見方を変えれば、この逃げ足の速さは機敏な判断力ともいえるかもしれない。
残された家臣はたまったものではないが・・・。
後に、関ケ原で徳川方に付き、功もあって6700石、七美郡(しつみぐん)70村を家康から領有を許され、名門山名家を再興した。
子孫は、高家旗本として江戸時代の末まで存続。
明治元年もしくは2年(1868)。
子孫たちの功績により1万1000石の村岡藩にまで盛り立てた。
尚、山名豊国は和歌、連歌などの文化芸術に長じ、家康、秀忠の茶会にも参加している。
≪ ウィキペティア本文より要約 ≫
現代で、ヘタに歴史上の人物のマネをしても、同じ様には、ほぼならない。
一代で築く武功、業績を重んじるのも考え方の一つ。
そして、自分を知り、子孫に託するという考え方もまた一つ。
その一例が、山名豊国殿かもしれない。
裏切られた家臣の冥福を祈りつつも・・・。
おわりに。
石田三成は、小姓時代に自分の知行500石全てを、渡辺勘兵衛に与えて家臣とした。
三成が家臣である勘兵衛宅に居候している事を秀吉は聴き、大いに笑うが感心したという。

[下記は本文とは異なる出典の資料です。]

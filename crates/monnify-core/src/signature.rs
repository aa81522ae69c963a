//! Webhook signature computation and verification.
//!
//! Monnify signs every webhook delivery with HMAC-SHA512 over the raw request
//! body, keyed with the merchant's client secret, and sends the lowercase hex
//! digest in the `monnify-signature` header.
//!
//! The payload must be the body exactly as received. Hashing a re-serialized
//! JSON value (re-ordered keys, different whitespace) produces a different
//! digest and fails verification.

use std::sync::Arc;

use hmac::{Hmac, Mac};
use sha2::{Digest, Sha512};

use crate::error::{MonnifyError, Result};

type HmacSha512 = Hmac<Sha512>;

/// Header carrying the webhook signature.
pub const SIGNATURE_HEADER: &str = "monnify-signature";

/// Computes a keyed signature over a payload.
///
/// Implementations must be pure: identical `(secret, payload)` pairs always
/// produce identical output.
pub trait Signer: Send + Sync {
    /// Sign `payload` with `secret`, returning lowercase hex.
    fn sign(&self, secret: &[u8], payload: &[u8]) -> String;
}

impl<S: Signer + ?Sized> Signer for Arc<S> {
    fn sign(&self, secret: &[u8], payload: &[u8]) -> String {
        (**self).sign(secret, payload)
    }
}

/// HMAC-SHA512 signer used by Monnify.
#[derive(Debug, Clone, Copy, Default)]
pub struct HmacSha512Signer;

impl Signer for HmacSha512Signer {
    /// # Panics
    ///
    /// Never panics in practice; HMAC accepts keys of any size.
    fn sign(&self, secret: &[u8], payload: &[u8]) -> String {
        // INVARIANT: HMAC accepts keys of any size per RFC 2104, so
        // `new_from_slice` only fails if the Hmac implementation is broken.
        let mut mac = HmacSha512::new_from_slice(secret).expect("HMAC-SHA512 accepts any key size");
        mac.update(payload);

        hex::encode(mac.finalize().into_bytes())
    }
}

/// Compute the HMAC-SHA512 signature of `payload` and return it hex-encoded.
///
/// An empty payload is legal and yields a deterministic digest. An empty
/// secret is not rejected here; configuration validation is the caller's job.
#[must_use]
pub fn sign(secret: &[u8], payload: &[u8]) -> String {
    HmacSha512Signer.sign(secret, payload)
}

/// Verify a received signature against `payload` using HMAC-SHA512.
#[must_use]
pub fn verify(payload: &[u8], secret: &[u8], received_signature: &str) -> bool {
    SignatureVerifier::<HmacSha512Signer>::default().verify(payload, secret, received_signature)
}

/// Constant-time byte comparison.
///
/// Every byte is inspected when the lengths agree, so the running time does
/// not reveal the position of the first difference.
#[must_use]
pub fn constant_time_eq(a: &[u8], b: &[u8]) -> bool {
    if a.len() != b.len() {
        return false;
    }

    let mut result = 0u8;
    for (x, y) in a.iter().zip(b) {
        result |= x ^ y;
    }
    result == 0
}

/// Compares received signatures with freshly computed ones.
#[derive(Debug, Clone, Default)]
pub struct SignatureVerifier<S = HmacSha512Signer> {
    signer: S,
}

impl<S: Signer> SignatureVerifier<S> {
    /// Create a verifier backed by the given signer.
    pub const fn new(signer: S) -> Self {
        Self { signer }
    }

    /// Recompute the signature of `payload` and compare it to `received_signature`.
    ///
    /// A mismatch is a normal outcome, not an error. The comparison is exact
    /// (case-sensitive, full length) and runs in constant time.
    pub fn verify(&self, payload: &[u8], secret: &[u8], received_signature: &str) -> bool {
        let expected = self.signer.sign(secret, payload);
        constant_time_eq(expected.as_bytes(), received_signature.as_bytes())
    }

    /// Fail-closed variant of [`Self::verify`].
    ///
    /// # Errors
    ///
    /// Returns [`MonnifyError::SignatureMismatch`] when the signatures differ.
    pub fn verify_strict(&self, payload: &[u8], secret: &[u8], received_signature: &str) -> Result<()> {
        if self.verify(payload, secret, received_signature) {
            Ok(())
        } else {
            Err(MonnifyError::SignatureMismatch)
        }
    }
}

/// Compute the legacy `transactionHash` carried inside legacy callbacks.
///
/// The hash is plain SHA-512 (not HMAC) over
/// `{secret}|{payment_reference}|{amount_paid}|{paid_on}|{transaction_reference}`.
/// `amount_paid` must be the amount string exactly as it appears in the
/// notification (for example `"150000.00"`).
#[must_use]
pub fn transaction_hash(
    secret: &str,
    payment_reference: &str,
    amount_paid: &str,
    paid_on: &str,
    transaction_reference: &str,
) -> String {
    let input =
        format!("{secret}|{payment_reference}|{amount_paid}|{paid_on}|{transaction_reference}");
    hex::encode(Sha512::digest(input.as_bytes()))
}

/// Check a legacy `transactionHash` value in constant time.
#[must_use]
pub fn verify_transaction_hash(
    secret: &str,
    payment_reference: &str,
    amount_paid: &str,
    paid_on: &str,
    transaction_reference: &str,
    received_hash: &str,
) -> bool {
    let expected = transaction_hash(
        secret,
        payment_reference,
        amount_paid,
        paid_on,
        transaction_reference,
    );
    constant_time_eq(expected.as_bytes(), received_hash.as_bytes())
}

#[cfg(test)]
mod tests {
    use super::*;

    const FIXTURE_SIGNATURE: &str = "f527422686555b6528a2e7f7ec82b2f5452b00303bb286f874e075ba778974a6d81adfff523642fc73b6960f759b92a3bad138be110bf59223e79fd1b5c6825d";

    #[test]
    fn rfc4231_case_1() {
        let key = [0x0b_u8; 20];
        assert_eq!(
            sign(&key, b"Hi There"),
            "87aa7cdea5ef619d4ff0b4241a1d6cb02379f4e2ce4ec2787ad0b30545e17cdedaa833b7d6b8a702038b274eaea3f4e4be9d914eeb61f1702e696c203a126854"
        );
    }

    #[test]
    fn rfc4231_case_2() {
        assert_eq!(
            sign(b"Jefe", b"what do ya want for nothing?"),
            "164b7a7bfcf819e2e395fbe73b56e0a387bd64222e831fd610270cd7ea2505549758bf75c05a994a6d034f65f8f0e6fdcaeab1a34d4a6b4b636e070a38bce737"
        );
    }

    #[test]
    fn sign_fixture_body() {
        assert_eq!(sign(b"k", br#"{"a":1}"#), FIXTURE_SIGNATURE);
    }

    #[test]
    fn sign_empty_payload() {
        let result = sign(b"k", b"");
        assert_eq!(
            result,
            "893ccbf5d0b335fcda6f625e4a59055a364d75a9251589428750782c116830a1af455efe1094c1901d0e8fd5beb6df64c6d5fe1c6f09be6ef47fb3987260cdd8"
        );
        assert_eq!(result, sign(b"k", b""));
    }

    #[test]
    fn sign_is_lowercase_hex_of_expected_length() {
        let result = sign(b"secret", b"message");
        assert_eq!(result.len(), 128); // SHA512 = 64 bytes = 128 hex chars
        assert!(result
            .chars()
            .all(|c| c.is_ascii_digit() || ('a'..='f').contains(&c)));
    }

    #[test]
    fn verify_round_trip() {
        let cases: [(&[u8], &[u8]); 3] = [
            (b"k", br#"{"a":1}"#),
            (
                b"4SY6TNL8CK3VPRSBTHTRG2N8XXEGC6NL",
                br#"{"eventType":"SUCCESSFUL_TRANSACTION"}"#,
            ),
            (b"", b""),
        ];
        for (secret, payload) in cases {
            let signature = sign(secret, payload);
            assert!(verify(payload, secret, &signature));
        }
    }

    #[test]
    fn verify_rejects_other_strings() {
        let payload = br#"{"a":1}"#;
        assert!(!verify(payload, b"k", "deadbeef"));
        assert!(!verify(payload, b"k", ""));
        assert!(!verify(payload, b"k", &FIXTURE_SIGNATURE.to_uppercase()));
        assert!(!verify(payload, b"k", &format!("{FIXTURE_SIGNATURE} ")));
        assert!(!verify(payload, b"other", FIXTURE_SIGNATURE));
    }

    #[test]
    fn single_byte_flip_invalidates() {
        let payload = br#"{"transactionReference":"MNFY|20200903225338|000442"}"#.to_vec();
        let signature = sign(b"k", &payload);

        for i in 0..payload.len() {
            let mut tampered = payload.clone();
            tampered[i] ^= 0x01;
            assert!(!verify(&tampered, b"k", &signature), "flip at byte {i}");
        }
    }

    #[test]
    fn reserialized_body_does_not_verify() {
        let raw = br#"{ "b": 2, "a": 1 }"#;
        let signature = sign(b"k", raw);

        let value: serde_json::Value = serde_json::from_slice(raw).unwrap();
        let reserialized = serde_json::to_vec(&value).unwrap();

        assert!(verify(raw, b"k", &signature));
        assert!(!verify(&reserialized, b"k", &signature));
    }

    #[test]
    fn verify_strict_reports_mismatch() {
        let verifier = SignatureVerifier::<HmacSha512Signer>::default();
        assert!(verifier
            .verify_strict(br#"{"a":1}"#, b"k", FIXTURE_SIGNATURE)
            .is_ok());
        assert!(matches!(
            verifier.verify_strict(br#"{"a":1}"#, b"k", "deadbeef"),
            Err(MonnifyError::SignatureMismatch)
        ));
    }

    #[test]
    fn constant_time_eq_equal_inputs() {
        assert!(constant_time_eq(b"abc", b"abc"));
        assert!(constant_time_eq(b"", b""));
    }

    #[test]
    fn constant_time_eq_different_inputs() {
        assert!(!constant_time_eq(b"abc", b"abd"));
        assert!(!constant_time_eq(b"abc", b"ab"));
        assert!(!constant_time_eq(b"ab", b"abc"));
        assert!(!constant_time_eq(b"abc", b"ABC"));
    }

    #[test]
    fn transaction_hash_matches_reference() {
        assert_eq!(
            transaction_hash("secret", "pay-1", "100.00", "03/09/2020 10:53:39 PM", "MNFY|1"),
            "21c83f4ee714a814c67b7e7f528781919e1adb402e0018f36f85036b0e985ea9a16abb4ef3a19e9860a8656f7167a456174326281d9d78b7c583a47400acf46c"
        );
    }

    #[test]
    fn verify_transaction_hash_detects_changes() {
        let hash = transaction_hash("secret", "pay-1", "100.00", "03/09/2020 10:53:39 PM", "MNFY|1");
        assert!(verify_transaction_hash(
            "secret",
            "pay-1",
            "100.00",
            "03/09/2020 10:53:39 PM",
            "MNFY|1",
            &hash
        ));
        assert!(!verify_transaction_hash(
            "secret",
            "pay-1",
            "100.0",
            "03/09/2020 10:53:39 PM",
            "MNFY|1",
            &hash
        ));
    }

    #[test]
    fn shared_signer_verifies() {
        let signer: Arc<dyn Signer> = Arc::new(HmacSha512Signer);
        let verifier = SignatureVerifier::new(signer);
        assert!(verifier.verify(b"{\"a\":1}", b"k", FIXTURE_SIGNATURE));
        assert!(!verifier.verify(b"{\"a\":1}", b"k", "deadbeef"));
    }
}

また、約4万石の知行を得ていた頃、その半分を分け与え、家臣とした嶋左近(清興)。
全ては、主君・豊臣秀吉の為。
ひいては、石田三成の旗印「大一大万大吉」が目指すところに通ずるのではないか。
「一人が万人の為、万人が一人の為に尽くせば人々は幸せになる」 (異説あり)
石田三成であっても、不測の事態(想定できない想定外の出来事)に備えた。
何の為に金が必要かを真っ先に考えた石田三成の精神を少しでも見習いたいと頭が下がる。
今は予測もできぬ不安な時期。
まずは、「何の為」と自身に問いかける事が、他者もしくは自分に対する、「もてなし」(物事が上手く運ぶように処置する事)につながる第一歩かもしれない。